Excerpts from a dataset
++++++++++++++++++++

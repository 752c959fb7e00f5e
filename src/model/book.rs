//! Book aggregate.
//!
//! A book is stored as three records: a public catalogue entry, a private
//! custody entry (who keeps the copies) and an inventory counter set. Each
//! part carries [`Relations`] pointing at its siblings.
//!
//! Individual copies are optional. A book that lists copies tracks where
//! each one is and which keeper holds it; a book without them is counted
//! only.

use std::collections::BTreeMap;
use std::fmt;

use serde::{Deserialize, Serialize};

use super::tags::{self, tag};

/// Relation kind -> record id.
pub type Relations = BTreeMap<String, String>;

pub const REL_PUBLIC: &str = "public";
pub const REL_PRIVATE: &str = "private";
pub const REL_INVENTORY: &str = "inventory";

/// Catalogue entry, visible to everyone.
#[derive(Debug, Clone, Default, PartialEq, Eq, Serialize, Deserialize)]
#[serde(default)]
pub struct BookPublic {
    /// Catalogue id.
    pub id: String,
    pub name: String,
    pub name_en: String,
    pub category1: String,
    pub category2: String,
    pub category3: String,
    pub author: String,
    pub author_en: String,
    pub translator: String,
    pub translator_en: String,
    pub publisher: String,
    pub publisher_en: String,
    pub publish_date: String,
    pub introduction: String,
    pub book_index: String,

    /// Library workers who may coordinate loans of this book.
    pub libworker_users: Vec<String>,

    /// Derived from `libworker_users`.
    pub libworker_names: Vec<String>,

    /// Derived search tags.
    pub tags: Vec<String>,

    pub is_allowed_to_borrow: bool,

    /// Set when borrowing was switched off by hand rather than by stock.
    pub manually_disallowed: bool,

    pub reason_of_disallowed: String,

    pub relations: Relations,
}

impl BookPublic {
    /// Catalogue tags: id and each non-empty category.
    pub fn derive_tags(&self) -> Vec<String> {
        let mut derived = vec![tag(tags::ID, &self.id)];
        for (prefix, value) in [
            (tags::CATEGORY1, &self.category1),
            (tags::CATEGORY2, &self.category2),
            (tags::CATEGORY3, &self.category3),
        ] {
            if !value.is_empty() {
                derived.push(tag(prefix, value));
            }
        }
        derived
    }

    /// Re-enable borrowing once stock is back, unless switched off by hand.
    pub fn reconcile_stock(&mut self, stock: i64) {
        if stock > 0 && !self.is_allowed_to_borrow && !self.manually_disallowed {
            self.is_allowed_to_borrow = true;
            self.reason_of_disallowed.clear();
        }
        if stock <= 0 && self.is_allowed_to_borrow {
            self.disallow_for_stock();
        }
    }

    pub fn disallow_for_stock(&mut self) {
        self.is_allowed_to_borrow = false;
        self.reason_of_disallowed = NO_STOCK_REASON.to_string();
    }
}

/// Reason recorded when a book runs out of stock.
pub const NO_STOCK_REASON: &str = "no-stock";

/// Custody entry: who physically keeps the copies.
#[derive(Debug, Clone, Default, PartialEq, Eq, Serialize, Deserialize)]
#[serde(default)]
pub struct BookPrivate {
    pub id: String,
    pub name: String,
    pub keeper_users: Vec<String>,
    pub keeper_names: Vec<String>,

    /// Copy id -> keeper holding it.
    #[serde(skip_serializing_if = "BTreeMap::is_empty")]
    pub copy_keepers: BTreeMap<String, String>,

    pub relations: Relations,
}

impl BookPrivate {
    /// Display name of `keeper`, if listed.
    pub fn keeper_name(&self, keeper: &str) -> Option<&str> {
        self.keeper_users
            .iter()
            .position(|k| k == keeper)
            .and_then(|i| self.keeper_names.get(i))
            .map(String::as_str)
    }
}

/// Where a copy is. Each state has a counter in [`BookInventory`].
#[derive(Debug, Clone, Copy, Default, PartialEq, Eq, Hash, Serialize, Deserialize)]
#[serde(rename_all = "SCREAMING_SNAKE_CASE")]
pub enum CopyStatus {
    #[default]
    InStock,
    TransmitOut,
    Lending,
    TransmitIn,
}

impl CopyStatus {
    pub fn as_str(&self) -> &'static str {
        match self {
            Self::InStock => "IN_STOCK",
            Self::TransmitOut => "TRANSMIT_OUT",
            Self::Lending => "LENDING",
            Self::TransmitIn => "TRANSMIT_IN",
        }
    }
}

impl fmt::Display for CopyStatus {
    fn fmt(&self, f: &mut fmt::Formatter<'_>) -> fmt::Result {
        f.write_str(self.as_str())
    }
}

/// Copy counters.
#[derive(Debug, Clone, Default, PartialEq, Eq, Serialize, Deserialize)]
#[serde(default)]
pub struct BookInventory {
    pub id: String,
    pub name: String,

    /// On the shelf.
    pub stock: i64,

    /// On the way from a keeper to a borrower.
    pub transmit_out: i64,

    /// With a borrower.
    pub lending: i64,

    /// On the way back.
    pub transmit_in: i64,

    /// Copy id -> where it is. Empty when copies are not tracked.
    #[serde(skip_serializing_if = "BTreeMap::is_empty")]
    pub copies: BTreeMap<String, CopyStatus>,

    pub relations: Relations,
}

impl BookInventory {
    /// Total copy count.
    pub fn total(&self) -> i64 {
        self.stock + self.transmit_out + self.lending + self.transmit_in
    }

    /// Copies not on the shelf.
    pub fn outstanding(&self) -> i64 {
        self.total() - self.stock
    }

    pub fn is_negative(&self) -> bool {
        self.stock < 0 || self.transmit_out < 0 || self.lending < 0 || self.transmit_in < 0
    }

    /// Whether individual copies are tracked.
    pub fn tracks_copies(&self) -> bool {
        !self.copies.is_empty()
    }

    /// Counter holding copies in `status`.
    pub fn count_mut(&mut self, status: CopyStatus) -> &mut i64 {
        match status {
            CopyStatus::InStock => &mut self.stock,
            CopyStatus::TransmitOut => &mut self.transmit_out,
            CopyStatus::Lending => &mut self.lending,
            CopyStatus::TransmitIn => &mut self.transmit_in,
        }
    }
}

/// Per-item options of a book upload.
#[derive(Debug, Clone, Default, PartialEq, Eq, Serialize, Deserialize)]
#[serde(default)]
pub struct UploadOptions {
    /// Public record id of an existing book. Empty for a new book.
    pub post_id: String,

    /// Delete the book identified by `post_id`.
    pub delete: bool,

    /// Apply the submitted `is_allowed_to_borrow` instead of keeping the
    /// stored one.
    pub upd_is_allowed_to_borrow: bool,

    /// Signed stock change. Takes precedence over the change inferred from
    /// the submitted stock.
    #[serde(skip_serializing_if = "Option::is_none")]
    pub stock_delta: Option<i64>,
}

/// The assembled book as stored or returned by a lookup.
#[derive(Debug, Clone, Default, PartialEq, Eq, Serialize, Deserialize)]
pub struct Book {
    pub public: BookPublic,

    #[serde(default)]
    pub private: BookPrivate,

    #[serde(default)]
    pub inventory: BookInventory,

    #[serde(default)]
    pub upload: UploadOptions,
}

impl Book {
    /// Catalogue id.
    pub fn id(&self) -> &str {
        &self.public.id
    }
}

/// One item of an upload batch.
///
/// A part left out of an update keeps its stored content. A create treats
/// a missing part as empty.
#[derive(Debug, Clone, Default, PartialEq, Eq, Serialize, Deserialize)]
pub struct BookUpload {
    pub public: BookPublic,

    #[serde(default, skip_serializing_if = "Option::is_none")]
    pub private: Option<BookPrivate>,

    #[serde(default, skip_serializing_if = "Option::is_none")]
    pub inventory: Option<BookInventory>,

    #[serde(default)]
    pub upload: UploadOptions,
}

impl BookUpload {
    /// The book to create from this item. Missing parts are empty.
    pub fn into_book(self) -> Book {
        Book {
            public: self.public,
            private: self.private.unwrap_or_default(),
            inventory: self.inventory.unwrap_or_default(),
            upload: self.upload,
        }
    }

    /// Catalogue id, or the post id when the catalogue id is missing.
    pub fn key(&self) -> &str {
        if self.public.id.is_empty() {
            &self.upload.post_id
        } else {
            &self.public.id
        }
    }
}

impl From<Book> for BookUpload {
    fn from(book: Book) -> Self {
        Self {
            public: book.public,
            private: Some(book.private),
            inventory: Some(book.inventory),
            upload: book.upload,
        }
    }
}
//! Lending node.
//!
//! Wires one record store, one lock registry and one user directory into
//! the book manager, the borrow engine and the workflow engine. Every
//! component shares the same lock registry, so a book or loan locked by one
//! operation is busy for all the others.

pub mod config;

use std::sync::Arc;

use serde::{Deserialize, Serialize};
use thiserror::Error;
use tracing::info;

use crate::books::BookManager;
use crate::borrow::BorrowEngine;
use crate::lock::{KeyedLock, LocalLocks};
use crate::model::now_millis;
use crate::store::{Directory, MemoryStore, RecordStore, StaticDirectory, StoreError};
use crate::workflow::WorkflowEngine;

pub use config::{Channels, ConfigError, NodeConfig};

/// Errors that can occur starting a node.
#[derive(Error, Debug)]
pub enum NodeError {
    #[error("Storage error: {0}")]
    Storage(#[from] StoreError),
}

pub type Result<T> = std::result::Result<T, NodeError>;

/// Lending rules exposed to clients.
#[derive(Debug, Clone, Copy, PartialEq, Eq, Serialize, Deserialize)]
pub struct LendingRules {
    pub max_renew_times: u32,
    pub expired_days: u32,
    pub borrow_limit: u32,
}

/// One lending node.
pub struct LendingNode {
    config: NodeConfig,
    books: Arc<BookManager>,
    borrows: BorrowEngine,
    workflow: WorkflowEngine,
    started_at: u64,
}

impl LendingNode {
    /// Create a node over the built-in store and the configured users.
    pub fn new(config: NodeConfig) -> Result<Self> {
        let store = if config.ephemeral {
            MemoryStore::new()
        } else {
            MemoryStore::open(&config.data_dir)?
        };
        let directory = StaticDirectory::from_profiles(config.users.clone());

        Ok(Self::with_parts(
            config,
            Arc::new(store),
            Arc::new(LocalLocks::new()),
            Arc::new(directory),
        ))
    }

    /// Create a node over caller-supplied backends.
    pub fn with_parts(
        config: NodeConfig,
        store: Arc<dyn RecordStore>,
        locks: Arc<dyn KeyedLock>,
        directory: Arc<dyn Directory>,
    ) -> Self {
        let books = Arc::new(BookManager::new(
            store.clone(),
            locks.clone(),
            directory.clone(),
            config.channels.clone(),
        ));
        let borrows = BorrowEngine::new(
            store.clone(),
            locks.clone(),
            directory,
            books.clone(),
            config.channels.borrow_workflow.clone(),
            config.borrow_limit,
        );
        let workflow = WorkflowEngine::new(store, locks, books.clone(), config.max_renew_times);

        info!(
            data_dir = %config.data_dir.display(),
            ephemeral = config.ephemeral,
            borrow_limit = config.borrow_limit,
            max_renew_times = config.max_renew_times,
            "Lending node initialized"
        );

        Self {
            config,
            books,
            borrows,
            workflow,
            started_at: now_millis(),
        }
    }

    pub fn config(&self) -> &NodeConfig {
        &self.config
    }

    pub fn rules(&self) -> LendingRules {
        LendingRules {
            max_renew_times: self.config.max_renew_times,
            expired_days: self.config.expired_days,
            borrow_limit: self.config.borrow_limit,
        }
    }

    pub fn books(&self) -> &BookManager {
        &self.books
    }

    pub fn borrows(&self) -> &BorrowEngine {
        &self.borrows
    }

    pub fn workflow(&self) -> &WorkflowEngine {
        &self.workflow
    }

    /// Node start time (Unix epoch millis).
    pub fn started_at(&self) -> u64 {
        self.started_at
    }
}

++++++++++++++++++++

## TASK:
Please return every line of the records that contains the word "prefix".

## EXERCISE ANSWER:
        for (prefix, value) in [
                derived.push(tag(prefix, value));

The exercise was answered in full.